Now, Tyreke averaged 16.6 Points, 6.6 Assists, and 5.3 Rebounds last season in 34.1 minutes a game. The Pelicans also played at a pace which netted them 91.4 possessions per 48 minutes. Let’s say we teleport him into 1962, and put him on Oscar Robertson’s Royals, while kicking the Big-O off the team and making Tyreke the starting point guard.

First let’s adjust the pace. When you take Tyreke’s current averages, and adjust them for the ’62 Royals pace (124.9 possessions per 48 minutes), his season averages jump to 22.7 Points, 9.0 Assists, and 7.2 rebounds a game.

But wait! Just like with Davis and Wilt, there’s more!

Oscar Robertson played 44.3 minutes a game during the ’62 season, and at this point we only have Tyreke playing 34.1. If they traded places, wouldn’t Tyreke play the same minutes Oscar? He’s responsible for the same role right?

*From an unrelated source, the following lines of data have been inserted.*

// SPDX-License-Identifier: MIT

//! Items and control signals flowing between operators
//!
//! Operators exchange [`Signal`]s. `Item` carries a (node, path) pair; the
//! others are non-local control flow raised by `break`, `continue` and
//! `return` and caught by the nearest loop or function frame. An operator
//! that receives a control signal from upstream forwards it and stops.

use futures::stream::{self, BoxStream, Stream, StreamExt};

use super::path::Path;
use crate::core::error::{Result, StormError};
use crate::core::node::{Node, NodeStream};
use crate::core::value::Value;

pub type Item = (Node, Path);

#[derive(Debug, Clone)]
pub enum Signal {
    Item(Item),
    /// Stop the enclosing loop, re-emitting the payload first
    Break(Option<Item>),
    /// Skip to the next loop iteration, re-emitting the payload first
    Continue(Option<Item>),
    /// Leave the enclosing function with a value
    Return(Value),
}

/// The stream every operator consumes and produces
pub type Genr = BoxStream<'static, Result<Signal>>;

/// Box a signal stream
pub fn genr<S>(stream: S) -> Genr
where
    S: Stream<Item = Result<Signal>> + Send + 'static,
{
    stream.boxed()
}

/// Box a node stream
pub fn node_genr<S>(stream: S) -> NodeStream
where
    S: Stream<Item = Result<Node>> + Send + 'static,
{
    stream.boxed()
}

pub fn empty() -> Genr {
    stream::empty().boxed()
}

/// A stream over fixed items
pub fn items(items: Vec<Item>) -> Genr {
    stream::iter(items.into_iter().map(|item| Ok(Signal::Item(item)))).boxed()
}

/// A stream that fails with `err` when first polled
pub fn error(err: StormError) -> Genr {
    stream::once(async move { Err(err) }).boxed()
}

When you adjust for minutes, in addition to pace, you can calculate that if Tyreke was in Oscar’s place, he would average…

29.2 Points, 11.6 Assists, and 9.2 Rebounds per game.

Under those exact same conditions, Oscar averaged 30.8 Points, 11.4 Assists, and 12.5 Rebounds per game. If you asked an NBA legend from the 60s if the difference between Oscar and Tyreke was 1.6 Points, -.2 Assists, and 3.3 Rebounds he would probably slap you, but then you could show him my article, and talk to him about pace adjustments and minutes differences and maybe he would… no he would probably still slap you. Probably harder actually.

Teleportation #2: The 75′-76′ ABA Season

Now your eyes are probably tired from all this reading, so let’s take a short break. The most convincing argument I have for why Tyreke was built for the ABA is this; a George Gervin highlight video, next to a Tyreke Evans highlight video.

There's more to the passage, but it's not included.